§ **Exercise requirements**
Within the records that follow, determine how many lines include the word "true". State the number and nothing further.

§ **Task material**
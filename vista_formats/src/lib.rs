pub mod header;
pub mod stream;

pub use header::{FORMAT_VERSION, SaveHeader, peek_preview, read_header, write_header};
pub use stream::{SnapshotReader, SnapshotWriter, StreamError};
//! Player intent shared with an input thread
//!
//! For a harness whose key handler runs on its own thread (the headless
//! runner's input script is one). The handler writes, the simulation thread
//! copies the flags into the session right before each tick, see
//! `App::apply_intent`.

use std::sync::Arc;
use std::sync::atomic::{AtomicBool, Ordering};

use super::state::GameState;

#[derive(Debug, Default)]
struct Flags {
    up: AtomicBool,
    down: AtomicBool,
}

/// Cloneable handle to the player's up/down intent
#[derive(Debug, Clone, Default)]
pub struct SharedIntent {
    flags: Arc<Flags>,
}

impl SharedIntent {
    pub fn new() -> Self {
        Self::default()
    }

    pub fn press_up(&self) {
        self.flags.up.store(true, Ordering::SeqCst);
    }

    pub fn press_down(&self) {
        self.flags.down.store(true, Ordering::SeqCst);
    }

    /// Any key release stops the paddle in both directions
    pub fn release(&self) {
        self.flags.up.store(false, Ordering::SeqCst);
        self.flags.down.store(false, Ordering::SeqCst);
    }

    /// Current (up, down)
    pub fn get(&self) -> (bool, bool) {
        (
            self.flags.up.load(Ordering::SeqCst),
            self.flags.down.load(Ordering::SeqCst),
        )
    }

    /// Copy the flags into the session's player paddle
    pub fn apply_to(&self, state: &mut GameState) {
        let (up, down) = self.get();
        state.set_player_intent(up, down);
    }
}
//! Player and bot paddles
//!
//! Both paddles are fixed in x and move only vertically, in whole
//! `*_speed` steps per tick. Positions are paddle centers.

use glam::Vec2;
use serde::{Deserialize, Serialize};

use super::ball::Ball;
use super::collision::PaddleFace;
use super::state::Side;
use crate::config::GameConfig;

/// The player's (left) paddle, steered by two held intents
#[derive(Debug, Clone, PartialEq, Serialize, Deserialize)]
pub struct PlayerPaddle {
    pub pos: Vec2,
    pub width: f32,
    pub height: f32,
    pub move_up: bool,
    pub move_down: bool,
}

impl PlayerPaddle {
    pub fn new(config: &GameConfig) -> Self {
        Self {
            pos: Vec2::new(config.player_x(), config.screen_height / 2.0),
            width: config.paddle_width,
            height: config.paddle_height,
            move_up: false,
            move_down: false,
        }
    }

    /// Step one tick. Up and down are checked independently, so both may apply.
    ///
    /// The bound checks happen before the step, so a paddle can overshoot an
    /// edge by less than one `player_speed` when the travel distance is not a
    /// multiple of it. With the default config it lands exactly on the edges.
    pub fn update(&mut self, config: &GameConfig) {
        if self.move_up && self.pos.y < config.screen_height - self.height / 2.0 {
            self.pos.y += config.player_speed;
        }

        if self.move_down && self.pos.y > self.height / 2.0 {
            self.pos.y -= config.player_speed;
        }
    }

    /// Collision face the ball hits when moving left
    pub fn face(&self, ball_size: f32) -> PaddleFace {
        PaddleFace::new(Side::Left, self.pos, self.width, self.height, ball_size)
    }
}

/// The bot's (right) paddle, driven by a fixed reactive policy
#[derive(Debug, Clone, PartialEq, Serialize, Deserialize)]
pub struct OpponentPaddle {
    pub pos: Vec2,
    pub width: f32,
    pub height: f32,
}

impl OpponentPaddle {
    pub fn new(config: &GameConfig) -> Self {
        Self {
            pos: Vec2::new(config.opponent_x(), config.screen_height / 2.0),
            width: config.paddle_width,
            height: config.paddle_height,
        }
    }

    /// Step one tick, reading the ball as it was left by the previous tick.
    ///
    /// Tracks the ball only while it is heading right and past the activation
    /// x; inside that zone it never misses. While the ball heads left it drifts
    /// back toward the vertical center. There is no clamp to the screen.
    pub fn update(&mut self, ball: &Ball, config: &GameConfig) {
        let tracking = ball.vel.x > 0.0 && ball.pos.x > config.bot_activation_x();

        if tracking && self.pos.y > ball.pos.y {
            self.pos.y -= config.bot_speed;
        } else if tracking && self.pos.y < ball.pos.y {
            self.pos.y += config.bot_speed;
        } else if ball.vel.x < 0.0 {
            // Sequential, not else-if: when the center is not a multiple of
            // bot_speed away this can oscillate around it.
            let center = config.screen_height / 2.0;
            if self.pos.y < center {
                self.pos.y += config.bot_speed;
            }
            if self.pos.y > center {
                self.pos.y -= config.bot_speed;
            }
        }
    }

    /// Collision face the ball hits when moving right
    pub fn face(&self, ball_size: f32) -> PaddleFace {
        PaddleFace::new(Side::Right, self.pos, self.width, self.height, ball_size)
    }
}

§ **Solution to the exercise**
2